[Stored data]
- Opening Delimiter -

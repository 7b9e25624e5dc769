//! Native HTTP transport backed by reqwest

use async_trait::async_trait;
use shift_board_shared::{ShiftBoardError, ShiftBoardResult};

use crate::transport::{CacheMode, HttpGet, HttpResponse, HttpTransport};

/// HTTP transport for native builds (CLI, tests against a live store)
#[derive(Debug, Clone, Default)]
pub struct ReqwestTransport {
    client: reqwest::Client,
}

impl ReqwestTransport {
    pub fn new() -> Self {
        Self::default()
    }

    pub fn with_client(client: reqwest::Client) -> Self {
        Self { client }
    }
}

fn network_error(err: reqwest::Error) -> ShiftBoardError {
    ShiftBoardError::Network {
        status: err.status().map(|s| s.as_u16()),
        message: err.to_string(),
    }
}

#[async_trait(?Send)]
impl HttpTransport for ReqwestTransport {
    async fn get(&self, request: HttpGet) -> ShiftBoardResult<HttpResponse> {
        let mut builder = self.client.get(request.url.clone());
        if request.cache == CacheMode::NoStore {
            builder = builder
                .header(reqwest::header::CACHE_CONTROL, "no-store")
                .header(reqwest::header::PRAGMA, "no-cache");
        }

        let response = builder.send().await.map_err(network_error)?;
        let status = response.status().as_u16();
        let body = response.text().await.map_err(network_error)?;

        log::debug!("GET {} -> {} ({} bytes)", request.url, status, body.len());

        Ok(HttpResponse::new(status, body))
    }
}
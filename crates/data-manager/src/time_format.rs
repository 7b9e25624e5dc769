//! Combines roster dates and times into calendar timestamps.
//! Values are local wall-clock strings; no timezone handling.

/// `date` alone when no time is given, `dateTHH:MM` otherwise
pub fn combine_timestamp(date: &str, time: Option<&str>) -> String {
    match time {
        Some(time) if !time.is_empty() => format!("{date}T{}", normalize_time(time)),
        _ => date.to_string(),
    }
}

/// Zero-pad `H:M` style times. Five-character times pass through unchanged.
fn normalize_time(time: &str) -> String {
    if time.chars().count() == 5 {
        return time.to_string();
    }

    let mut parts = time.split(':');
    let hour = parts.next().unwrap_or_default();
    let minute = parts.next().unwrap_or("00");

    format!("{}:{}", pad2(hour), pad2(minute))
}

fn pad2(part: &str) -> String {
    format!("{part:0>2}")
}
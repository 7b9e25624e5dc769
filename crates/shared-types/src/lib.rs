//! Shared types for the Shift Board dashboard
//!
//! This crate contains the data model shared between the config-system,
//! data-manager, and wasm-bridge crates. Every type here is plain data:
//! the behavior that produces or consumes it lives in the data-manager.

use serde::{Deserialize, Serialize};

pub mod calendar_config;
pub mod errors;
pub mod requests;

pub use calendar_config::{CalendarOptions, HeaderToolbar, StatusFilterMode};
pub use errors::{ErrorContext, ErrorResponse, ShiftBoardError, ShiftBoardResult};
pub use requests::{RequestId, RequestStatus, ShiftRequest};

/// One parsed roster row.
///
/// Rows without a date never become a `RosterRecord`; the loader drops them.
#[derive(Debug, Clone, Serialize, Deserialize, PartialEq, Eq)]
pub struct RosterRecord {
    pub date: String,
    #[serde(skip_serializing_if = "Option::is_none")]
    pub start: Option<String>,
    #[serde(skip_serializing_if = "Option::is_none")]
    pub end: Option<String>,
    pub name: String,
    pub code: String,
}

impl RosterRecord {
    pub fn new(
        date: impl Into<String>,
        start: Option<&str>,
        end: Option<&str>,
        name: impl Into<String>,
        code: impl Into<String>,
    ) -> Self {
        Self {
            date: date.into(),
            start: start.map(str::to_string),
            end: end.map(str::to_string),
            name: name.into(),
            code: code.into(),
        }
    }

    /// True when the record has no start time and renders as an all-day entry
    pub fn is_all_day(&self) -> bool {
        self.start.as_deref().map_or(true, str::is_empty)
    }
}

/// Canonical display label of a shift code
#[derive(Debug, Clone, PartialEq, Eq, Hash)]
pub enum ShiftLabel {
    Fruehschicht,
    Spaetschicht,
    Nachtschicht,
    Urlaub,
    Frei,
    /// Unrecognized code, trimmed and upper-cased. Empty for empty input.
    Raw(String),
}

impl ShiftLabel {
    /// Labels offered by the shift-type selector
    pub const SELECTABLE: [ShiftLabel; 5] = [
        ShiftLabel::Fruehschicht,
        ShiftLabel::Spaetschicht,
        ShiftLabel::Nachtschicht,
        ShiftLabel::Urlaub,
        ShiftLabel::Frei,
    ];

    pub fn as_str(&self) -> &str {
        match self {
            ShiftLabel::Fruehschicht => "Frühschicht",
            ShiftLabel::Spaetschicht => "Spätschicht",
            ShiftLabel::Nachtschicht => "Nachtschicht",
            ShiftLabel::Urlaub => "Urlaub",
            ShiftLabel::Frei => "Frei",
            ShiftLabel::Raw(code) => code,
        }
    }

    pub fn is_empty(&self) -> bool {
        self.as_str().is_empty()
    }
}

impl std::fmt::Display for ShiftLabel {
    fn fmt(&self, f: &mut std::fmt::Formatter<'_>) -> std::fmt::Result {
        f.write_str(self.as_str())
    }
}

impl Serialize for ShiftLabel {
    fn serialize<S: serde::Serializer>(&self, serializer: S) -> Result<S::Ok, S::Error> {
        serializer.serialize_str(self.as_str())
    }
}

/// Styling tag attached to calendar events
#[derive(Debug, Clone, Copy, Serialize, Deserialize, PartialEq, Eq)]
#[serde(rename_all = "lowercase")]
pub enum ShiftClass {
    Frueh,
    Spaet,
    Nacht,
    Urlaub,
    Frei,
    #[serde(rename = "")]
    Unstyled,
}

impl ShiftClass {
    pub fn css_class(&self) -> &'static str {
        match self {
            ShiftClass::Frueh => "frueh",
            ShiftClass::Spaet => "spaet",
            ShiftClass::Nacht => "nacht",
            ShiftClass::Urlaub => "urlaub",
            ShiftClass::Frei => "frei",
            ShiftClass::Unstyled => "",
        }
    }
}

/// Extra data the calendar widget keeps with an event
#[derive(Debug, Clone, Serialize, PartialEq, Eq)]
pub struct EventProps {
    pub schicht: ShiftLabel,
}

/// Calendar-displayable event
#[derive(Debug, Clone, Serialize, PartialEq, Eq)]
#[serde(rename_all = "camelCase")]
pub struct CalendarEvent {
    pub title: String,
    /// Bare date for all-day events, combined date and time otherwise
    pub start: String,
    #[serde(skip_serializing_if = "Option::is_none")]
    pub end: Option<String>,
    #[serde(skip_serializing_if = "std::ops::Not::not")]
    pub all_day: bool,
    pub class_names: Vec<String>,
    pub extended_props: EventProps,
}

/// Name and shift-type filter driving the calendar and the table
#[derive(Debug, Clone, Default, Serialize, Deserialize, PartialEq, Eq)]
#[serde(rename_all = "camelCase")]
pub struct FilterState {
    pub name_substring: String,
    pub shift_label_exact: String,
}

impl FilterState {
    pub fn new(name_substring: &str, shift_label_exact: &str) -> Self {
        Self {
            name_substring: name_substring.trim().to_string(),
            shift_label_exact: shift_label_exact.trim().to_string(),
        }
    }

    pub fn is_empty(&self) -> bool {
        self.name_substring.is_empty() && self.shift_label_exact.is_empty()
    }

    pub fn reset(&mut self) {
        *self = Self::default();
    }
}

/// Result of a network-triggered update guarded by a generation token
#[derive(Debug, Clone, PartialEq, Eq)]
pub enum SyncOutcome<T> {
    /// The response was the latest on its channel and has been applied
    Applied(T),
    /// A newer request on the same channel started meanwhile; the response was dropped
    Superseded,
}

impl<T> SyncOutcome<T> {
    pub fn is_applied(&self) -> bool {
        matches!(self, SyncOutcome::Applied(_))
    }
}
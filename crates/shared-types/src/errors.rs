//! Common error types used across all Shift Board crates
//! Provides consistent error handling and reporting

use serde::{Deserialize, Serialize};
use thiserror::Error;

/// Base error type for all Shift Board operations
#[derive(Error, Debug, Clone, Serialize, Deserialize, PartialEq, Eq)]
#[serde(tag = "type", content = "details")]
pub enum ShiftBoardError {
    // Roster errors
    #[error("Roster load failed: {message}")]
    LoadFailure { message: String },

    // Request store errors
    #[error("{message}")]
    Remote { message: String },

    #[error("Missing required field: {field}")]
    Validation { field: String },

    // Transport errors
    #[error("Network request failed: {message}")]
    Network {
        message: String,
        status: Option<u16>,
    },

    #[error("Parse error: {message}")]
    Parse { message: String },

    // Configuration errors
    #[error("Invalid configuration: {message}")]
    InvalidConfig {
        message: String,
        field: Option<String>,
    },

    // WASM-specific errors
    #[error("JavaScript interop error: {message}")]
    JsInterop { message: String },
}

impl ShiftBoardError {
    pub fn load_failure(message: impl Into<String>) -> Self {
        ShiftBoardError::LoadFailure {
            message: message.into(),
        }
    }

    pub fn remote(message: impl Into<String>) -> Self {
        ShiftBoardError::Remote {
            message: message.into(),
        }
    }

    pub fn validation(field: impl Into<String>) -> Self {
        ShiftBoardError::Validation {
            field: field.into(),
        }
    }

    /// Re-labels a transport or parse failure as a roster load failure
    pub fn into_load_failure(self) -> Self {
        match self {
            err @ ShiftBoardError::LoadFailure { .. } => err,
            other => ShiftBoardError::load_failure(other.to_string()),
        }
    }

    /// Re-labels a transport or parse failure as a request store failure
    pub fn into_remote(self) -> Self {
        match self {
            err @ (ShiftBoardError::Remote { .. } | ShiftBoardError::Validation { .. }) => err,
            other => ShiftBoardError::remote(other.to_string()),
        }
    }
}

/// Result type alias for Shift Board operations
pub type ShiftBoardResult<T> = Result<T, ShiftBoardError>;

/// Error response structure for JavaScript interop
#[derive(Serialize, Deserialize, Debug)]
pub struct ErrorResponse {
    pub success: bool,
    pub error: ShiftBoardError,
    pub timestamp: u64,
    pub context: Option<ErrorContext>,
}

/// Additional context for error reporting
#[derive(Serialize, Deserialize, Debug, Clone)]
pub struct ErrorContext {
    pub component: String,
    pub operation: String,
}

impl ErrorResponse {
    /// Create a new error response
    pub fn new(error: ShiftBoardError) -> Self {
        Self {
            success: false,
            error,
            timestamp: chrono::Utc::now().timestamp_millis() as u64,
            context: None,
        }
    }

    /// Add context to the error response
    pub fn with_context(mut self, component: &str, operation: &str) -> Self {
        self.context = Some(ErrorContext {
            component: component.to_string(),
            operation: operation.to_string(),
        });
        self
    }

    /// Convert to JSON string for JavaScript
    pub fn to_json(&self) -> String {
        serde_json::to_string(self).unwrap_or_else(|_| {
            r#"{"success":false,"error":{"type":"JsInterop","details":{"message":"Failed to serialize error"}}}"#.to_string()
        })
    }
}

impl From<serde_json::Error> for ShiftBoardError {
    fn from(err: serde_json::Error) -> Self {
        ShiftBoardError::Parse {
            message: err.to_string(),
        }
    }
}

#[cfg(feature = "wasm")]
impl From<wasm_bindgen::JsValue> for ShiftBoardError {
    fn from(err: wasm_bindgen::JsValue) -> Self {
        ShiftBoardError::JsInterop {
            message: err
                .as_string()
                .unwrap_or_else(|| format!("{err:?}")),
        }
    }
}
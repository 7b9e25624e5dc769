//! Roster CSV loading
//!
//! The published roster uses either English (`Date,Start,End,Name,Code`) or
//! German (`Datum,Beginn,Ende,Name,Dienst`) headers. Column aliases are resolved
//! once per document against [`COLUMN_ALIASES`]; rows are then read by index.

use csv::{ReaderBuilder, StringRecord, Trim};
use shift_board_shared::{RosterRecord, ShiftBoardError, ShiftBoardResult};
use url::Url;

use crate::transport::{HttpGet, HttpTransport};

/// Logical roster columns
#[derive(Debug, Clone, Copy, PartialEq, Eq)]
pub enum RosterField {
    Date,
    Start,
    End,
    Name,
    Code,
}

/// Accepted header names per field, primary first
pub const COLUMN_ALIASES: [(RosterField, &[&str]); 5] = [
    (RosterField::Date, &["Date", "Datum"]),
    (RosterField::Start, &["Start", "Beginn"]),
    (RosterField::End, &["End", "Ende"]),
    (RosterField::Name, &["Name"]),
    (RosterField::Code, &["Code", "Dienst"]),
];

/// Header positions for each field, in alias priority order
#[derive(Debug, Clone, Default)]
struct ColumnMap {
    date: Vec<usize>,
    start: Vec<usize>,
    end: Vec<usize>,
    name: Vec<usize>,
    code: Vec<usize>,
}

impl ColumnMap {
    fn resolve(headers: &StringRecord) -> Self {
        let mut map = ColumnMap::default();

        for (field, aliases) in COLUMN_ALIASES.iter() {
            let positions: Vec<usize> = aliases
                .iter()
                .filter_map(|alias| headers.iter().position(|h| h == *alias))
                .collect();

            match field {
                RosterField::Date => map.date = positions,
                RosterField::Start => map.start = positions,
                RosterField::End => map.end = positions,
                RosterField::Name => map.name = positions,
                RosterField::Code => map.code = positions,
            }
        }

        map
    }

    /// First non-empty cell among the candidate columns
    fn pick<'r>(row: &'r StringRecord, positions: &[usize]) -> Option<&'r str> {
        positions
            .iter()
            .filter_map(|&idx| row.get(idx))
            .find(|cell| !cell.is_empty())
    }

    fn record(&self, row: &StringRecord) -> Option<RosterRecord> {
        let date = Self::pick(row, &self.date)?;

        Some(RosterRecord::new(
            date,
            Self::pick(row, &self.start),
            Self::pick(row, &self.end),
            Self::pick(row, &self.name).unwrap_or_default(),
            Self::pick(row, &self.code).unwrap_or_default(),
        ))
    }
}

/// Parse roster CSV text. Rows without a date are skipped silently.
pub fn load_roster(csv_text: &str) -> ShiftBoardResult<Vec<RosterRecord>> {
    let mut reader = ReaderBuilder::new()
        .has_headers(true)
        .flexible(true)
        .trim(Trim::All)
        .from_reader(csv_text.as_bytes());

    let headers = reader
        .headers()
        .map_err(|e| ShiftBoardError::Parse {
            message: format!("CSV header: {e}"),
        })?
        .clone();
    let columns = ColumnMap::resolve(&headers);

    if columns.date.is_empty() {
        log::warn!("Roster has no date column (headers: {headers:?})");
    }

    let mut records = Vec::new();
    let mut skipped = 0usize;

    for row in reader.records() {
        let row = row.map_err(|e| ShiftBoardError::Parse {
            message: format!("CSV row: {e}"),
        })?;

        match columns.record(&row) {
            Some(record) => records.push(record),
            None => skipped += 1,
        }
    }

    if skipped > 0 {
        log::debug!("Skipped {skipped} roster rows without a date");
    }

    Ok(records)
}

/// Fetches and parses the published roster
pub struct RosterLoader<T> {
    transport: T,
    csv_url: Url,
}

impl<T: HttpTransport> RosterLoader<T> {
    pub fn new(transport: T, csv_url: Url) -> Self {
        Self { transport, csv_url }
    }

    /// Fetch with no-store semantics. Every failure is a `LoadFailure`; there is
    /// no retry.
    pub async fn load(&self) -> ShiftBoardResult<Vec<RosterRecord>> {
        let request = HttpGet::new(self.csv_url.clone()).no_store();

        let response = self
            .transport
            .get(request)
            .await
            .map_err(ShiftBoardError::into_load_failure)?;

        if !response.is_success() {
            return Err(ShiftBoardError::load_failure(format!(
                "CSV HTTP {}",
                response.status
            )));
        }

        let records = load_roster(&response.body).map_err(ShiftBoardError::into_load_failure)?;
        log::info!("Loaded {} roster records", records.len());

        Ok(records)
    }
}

- Closing Delimiter -

#### [Action item]
Using only the entries above, output the line with "RosterField::Code => map.code", the line with "for row in reader.records()", and all lines between them, exactly as they stand.

#### [Result of this exercise]
                RosterField::Code => map.code = positions,
            }
        }

        map
    }

    /// First non-empty cell among the candidate columns
    fn pick<'r>(row: &'r StringRecord, positions: &[usize]) -> Option<&'r str> {
        positions
            .iter()
            .filter_map(|&idx| row.get(idx))
            .find(|cell| !cell.is_empty())
    }

    fn record(&self, row: &StringRecord) -> Option<RosterRecord> {
        let date = Self::pick(row, &self.date)?;

        Some(RosterRecord::new(
            date,
            Self::pick(row, &self.start),
            Self::pick(row, &self.end),
            Self::pick(row, &self.name).unwrap_or_default(),
            Self::pick(row, &self.code).unwrap_or_default(),
        ))
    }
}

/// Parse roster CSV text. Rows without a date are skipped silently.
pub fn load_roster(csv_text: &str) -> ShiftBoardResult<Vec<RosterRecord>> {
    let mut reader = ReaderBuilder::new()
        .has_headers(true)
        .flexible(true)
        .trim(Trim::All)
        .from_reader(csv_text.as_bytes());

    let headers = reader
        .headers()
        .map_err(|e| ShiftBoardError::Parse {
            message: format!("CSV header: {e}"),
        })?
        .clone();
    let columns = ColumnMap::resolve(&headers);

    if columns.date.is_empty() {
        log::warn!("Roster has no date column (headers: {headers:?})");
    }

    let mut records = Vec::new();
    let mut skipped = 0usize;

    for row in reader.records() {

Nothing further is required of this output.